Diante da decisão do ministro do STJ (Superior Tribunal de Justiça) Benedito Gonçalves, que suspendeu, quarta-feira (26) passada, o trâmite de todas as ações relativas à correção de saldos do FGTS (Fundo de Garantia por Tempo de Serviço) por outros índices que não a TR (Taxa Referencial), o advogado Nei Marques da Silva Morais defendeu a necessidade de politização da questão, forçando o Governo a negociar com as Centrais Sindicais, como Força Sindical, UGT, CUT e outras. “O momento atual é favorável a esse tipo de articulação, que pode colocar na agenda não só da presidente Dilma mas também dos presidenciáveis a reparação dessa dívida histórica, que remonta a 1999”, afirmou o advogado, que já atuou profissionalmente em diversas entidades sindicais.
Ele entende que poderá se repetir a mesma fórmula de negociação da reposição das perdas decorrentes dos Planos Econômicos na década passada, como o Plano Cruzado, o Plano Bresser e os Planos Collor I e II, quando foi editada uma lei resultante de negociação prévia entre as entidades sindicais e o Governo.
Segundo nota divulgada pelo STJ, a decisão alcança ações coletivas e individuais em todas as instâncias da Justiça Federal e da Justiça dos Estados, inclusive, juizados especiais e turmas recursais.
Para entender
O saldo do FGTS é atualizado todo dia 10 de cada mês, respeitando a fórmula de 3% ao ano mais Taxa Referencial. Na ponta do lápis, o rombo criado pelo descolamento entre o atual modelo de reajuste e os índices de preços está na casa dos bilhões. Só neste ano, R$ 6,8 bilhões deixaram de entrar no bolso dos trabalhadores até fevereiro, segundo cálculos do Instituto FGTS Fácil, organização não governamental que presta auxílio aos trabalhadores. Em 2013, a cifra chegou a R$ 27 bilhões.

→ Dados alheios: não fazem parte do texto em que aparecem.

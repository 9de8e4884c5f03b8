//! Perspective camera and its GPU binding.

use glam::{Mat4, Vec3};
use wgpu::util::DeviceExt;

use crate::gpu::{pipeline_helpers, RenderContext};

/// Perspective camera defined by eye position, target, and projection
/// parameters.
#[derive(Debug, Clone)]
pub struct Camera {
    /// Eye (camera) position in world space.
    pub eye: Vec3,
    /// Look-at target position.
    pub target: Vec3,
    /// Up direction vector.
    pub up: Vec3,
    /// Viewport aspect ratio (width / height).
    pub aspect: f32,
    /// Vertical field of view in degrees.
    pub fovy: f32,
    /// Near clipping plane distance.
    pub znear: f32,
    /// Far clipping plane distance.
    pub zfar: f32,
}

impl Camera {
    /// Build the view matrix.
    pub fn build_view(&self) -> Mat4 {
        Mat4::look_at_rh(self.eye, self.target, self.up)
    }

    /// Build the projection matrix.
    ///
    /// `perspective_rh` already uses the [0,1] depth range (wgpu/Vulkan
    /// convention).
    pub fn build_projection(&self) -> Mat4 {
        Mat4::perspective_rh(
            self.fovy.to_radians(),
            self.aspect,
            self.znear,
            self.zfar,
        )
    }
}

/// GPU uniform buffer holding the view/projection matrices and viewport
/// metadata.
///
/// Must match the WGSL `CameraUniform` struct layout exactly (160 bytes).
#[repr(C)]
#[derive(Debug, Copy, Clone, bytemuck::Pod, bytemuck::Zeroable)]
pub struct CameraUniform {
    /// View matrix (world → view space).
    pub view: [[f32; 4]; 4],
    /// Projection matrix (view → clip space).
    pub proj: [[f32; 4]; 4],
    /// Camera world-space position.
    pub position: [f32; 3],
    pub(crate) _pad0: f32,
    /// Viewport size in physical pixels, for point-size expansion.
    pub viewport: [f32; 2],
    pub(crate) _pad1: [f32; 2],
}

impl Default for CameraUniform {
    fn default() -> Self {
        Self {
            view: Mat4::IDENTITY.to_cols_array_2d(),
            proj: Mat4::IDENTITY.to_cols_array_2d(),
            position: [0.0; 3],
            _pad0: 0.0,
            viewport: [1.0, 1.0],
            _pad1: [0.0; 2],
        }
    }
}

impl CameraUniform {
    /// Update uniform fields from the given camera's current state.
    pub fn update(&mut self, camera: &Camera, viewport: (u32, u32)) {
        self.view = camera.build_view().to_cols_array_2d();
        self.proj = camera.build_projection().to_cols_array_2d();
        self.position = camera.eye.to_array();
        self.viewport = [viewport.0 as f32, viewport.1 as f32];
    }
}

/// Camera plus its uniform buffer and bind group.
pub struct CameraState {
    /// The camera parameters updated by the engine each frame.
    pub camera: Camera,
    /// CPU copy of the camera uniform.
    pub uniform: CameraUniform,
    /// GPU uniform buffer.
    pub buffer: wgpu::Buffer,
    /// Bind group layout shared by every pipeline (group 0).
    pub layout: wgpu::BindGroupLayout,
    /// Bind group exposing the camera uniform.
    pub bind_group: wgpu::BindGroup,
}

impl CameraState {
    /// Create the camera GPU state with the given initial camera.
    pub fn new(context: &RenderContext, camera: Camera) -> Self {
        let mut uniform = CameraUniform::default();
        uniform.update(
            &camera,
            (context.config.width, context.config.height),
        );

        let buffer = context.device.create_buffer_init(
            &wgpu::util::BufferInitDescriptor {
                label: Some("Camera Buffer"),
                contents: bytemuck::cast_slice(&[uniform]),
                usage: wgpu::BufferUsages::UNIFORM
                    | wgpu::BufferUsages::COPY_DST,
            },
        );

        let layout = pipeline_helpers::single_uniform_layout(
            &context.device,
            "Camera Bind Group Layout",
            wgpu::ShaderStages::VERTEX_FRAGMENT,
        );

        let bind_group = pipeline_helpers::single_uniform_bind_group(
            &context.device,
            "Camera Bind Group",
            &layout,
            &buffer,
        );

        Self {
            camera,
            uniform,
            buffer,
            layout,
            bind_group,
        }
    }

    /// Refresh the uniform from the camera and upload it.
    pub fn update_gpu(&mut self, queue: &wgpu::Queue, viewport: (u32, u32)) {
        self.uniform.update(&self.camera, viewport);
        queue.write_buffer(
            &self.buffer,
            0,
            bytemuck::cast_slice(&[self.uniform]),
        );
    }
}

#[cfg(test)]
mod tests {
    use super::*;

    fn test_camera() -> Camera {
        Camera {
            eye: Vec3::new(0.0, 2.0, 10.0),
            target: Vec3::ZERO,
            up: Vec3::Y,
            aspect: 1.6,
            fovy: 45.0,
            znear: 0.1,
            zfar: 100.0,
        }
    }

    #[test]
    fn test_view_moves_eye_to_origin() {
        let camera = test_camera();
        let view = camera.build_view();
        let eye_in_view = view.transform_point3(camera.eye);
        assert!(eye_in_view.length() < 1e-5);
    }

    #[test]
    fn test_view_depth_is_negative_in_front() {
        let camera = test_camera();
        let view = camera.build_view();
        // The look-at target sits in front of the camera, i.e. at negative
        // view-space z under the right-handed convention.
        let target_in_view = view.transform_point3(camera.target);
        assert!(target_in_view.z < 0.0);
    }

    #[test]
    fn test_uniform_update() {
        let camera = test_camera();
        let mut uniform = CameraUniform::default();
        uniform.update(&camera, (1920, 1080));
        assert_eq!(uniform.viewport, [1920.0, 1080.0]);
        assert_eq!(uniform.position, camera.eye.to_array());
    }
}
//! Owner of the core wgpu resources.

use std::fmt;

/// Errors that can occur during GPU context initialization.
#[derive(Debug)]
pub enum RenderContextError {
    /// Failed to create a wgpu surface from the window handle.
    SurfaceCreation(wgpu::CreateSurfaceError),
    /// No compatible GPU adapter found.
    AdapterRequest(wgpu::RequestAdapterError),
    /// GPU device request failed (limits or features not met).
    DeviceRequest(wgpu::RequestDeviceError),
    /// Surface configuration not supported by the selected adapter.
    UnsupportedSurface,
}

impl fmt::Display for RenderContextError {
    fn fmt(&self, f: &mut fmt::Formatter<'_>) -> fmt::Result {
        match self {
            Self::SurfaceCreation(e) => {
                write!(f, "surface creation failed: {e}")
            }
            Self::AdapterRequest(e) => {
                write!(f, "no compatible GPU adapter found: {e}")
            }
            Self::DeviceRequest(e) => write!(f, "device request failed: {e}"),
            Self::UnsupportedSurface => {
                write!(f, "surface configuration not supported by adapter")
            }
        }
    }
}

impl std::error::Error for RenderContextError {
    fn source(&self) -> Option<&(dyn std::error::Error + 'static)> {
        match self {
            Self::SurfaceCreation(e) => Some(e),
            Self::AdapterRequest(e) => Some(e),
            Self::DeviceRequest(e) => Some(e),
            Self::UnsupportedSurface => None,
        }
    }
}

/// Owns the core wgpu resources: device, queue, surface, and configuration.
pub struct RenderContext {
    /// The wgpu logical device.
    pub device: wgpu::Device,
    /// The wgpu command queue.
    pub queue: wgpu::Queue,
    /// The window surface for presentation.
    pub surface: wgpu::Surface<'static>,
    /// Current surface configuration (format, size, present mode).
    pub config: wgpu::SurfaceConfiguration,
}

impl RenderContext {
    /// Create a new render context from the given window surface target and
    /// initial size.
    ///
    /// # Errors
    ///
    /// Returns `RenderContextError` if surface creation, adapter request,
    /// device request, or surface configuration fails.
    pub async fn new(
        window: impl Into<wgpu::SurfaceTarget<'static>>,
        initial_size: (u32, u32),
    ) -> Result<Self, RenderContextError> {
        let instance = wgpu::Instance::default();
        let surface = instance
            .create_surface(window)
            .map_err(RenderContextError::SurfaceCreation)?;

        let adapter = instance
            .request_adapter(&wgpu::RequestAdapterOptions {
                compatible_surface: Some(&surface),
                power_preference: wgpu::PowerPreference::HighPerformance,
                ..Default::default()
            })
            .await
            .map_err(RenderContextError::AdapterRequest)?;

        let (device, queue) = adapter
            .request_device(&wgpu::DeviceDescriptor {
                label: Some("Primary Device"),
                required_features: wgpu::Features::empty(),
                required_limits: wgpu::Limits::default(),
                ..Default::default()
            })
            .await
            .map_err(RenderContextError::DeviceRequest)?;

        let mut config = surface
            .get_default_config(&adapter, initial_size.0, initial_size.1)
            .ok_or(RenderContextError::UnsupportedSurface)?;
        config.width = initial_size.0;
        config.height = initial_size.1;
        config.present_mode = wgpu::PresentMode::Fifo;

        surface.configure(&device, &config);

        Ok(Self {
            device,
            queue,
            surface,
            config,
        })
    }

    /// The surface texture format.
    pub fn format(&self) -> wgpu::TextureFormat {
        self.config.format
    }

    /// Reconfigure the surface for the new window size. Ignores zero-sized
    /// dimensions.
    pub fn resize(&mut self, width: u32, height: u32) {
        if width > 0 && height > 0 {
            self.config.width = width;
            self.config.height = height;
            self.surface.configure(&self.device, &self.config);
        }
    }

    /// Acquire the next swapchain texture for rendering.
    ///
    /// # Errors
    ///
    /// Returns [`wgpu::SurfaceError`] if the surface is lost, outdated,
    /// or timed out.
    pub fn get_next_frame(
        &self,
    ) -> Result<wgpu::SurfaceTexture, wgpu::SurfaceError> {
        self.surface.get_current_texture()
    }

    /// Create a new command encoder for recording GPU commands.
    pub fn create_encoder(&self) -> wgpu::CommandEncoder {
        self.device
            .create_command_encoder(&wgpu::CommandEncoderDescriptor {
                label: Some("Render Encoder"),
            })
    }

    /// Finish the encoder and submit its command buffer to the GPU queue.
    pub fn submit(&self, encoder: wgpu::CommandEncoder) {
        let _ = self.queue.submit(std::iter::once(encoder.finish()));
    }
}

A TR é calculada pelo Banco Central e tem como base a taxa média dos CDBs (Certificados de Depósitos Bancários) prefixados, de 30 dias a 35 dias, oferecidos pelos 30 maiores bancos do País. A redução da taxa básica de juros, a Selic, a partir de 1999, foi diminuindo o valor da TR e fez com que o reajuste do FGTS não conseguisse nem repor as perdas com a alta dos preços da economia.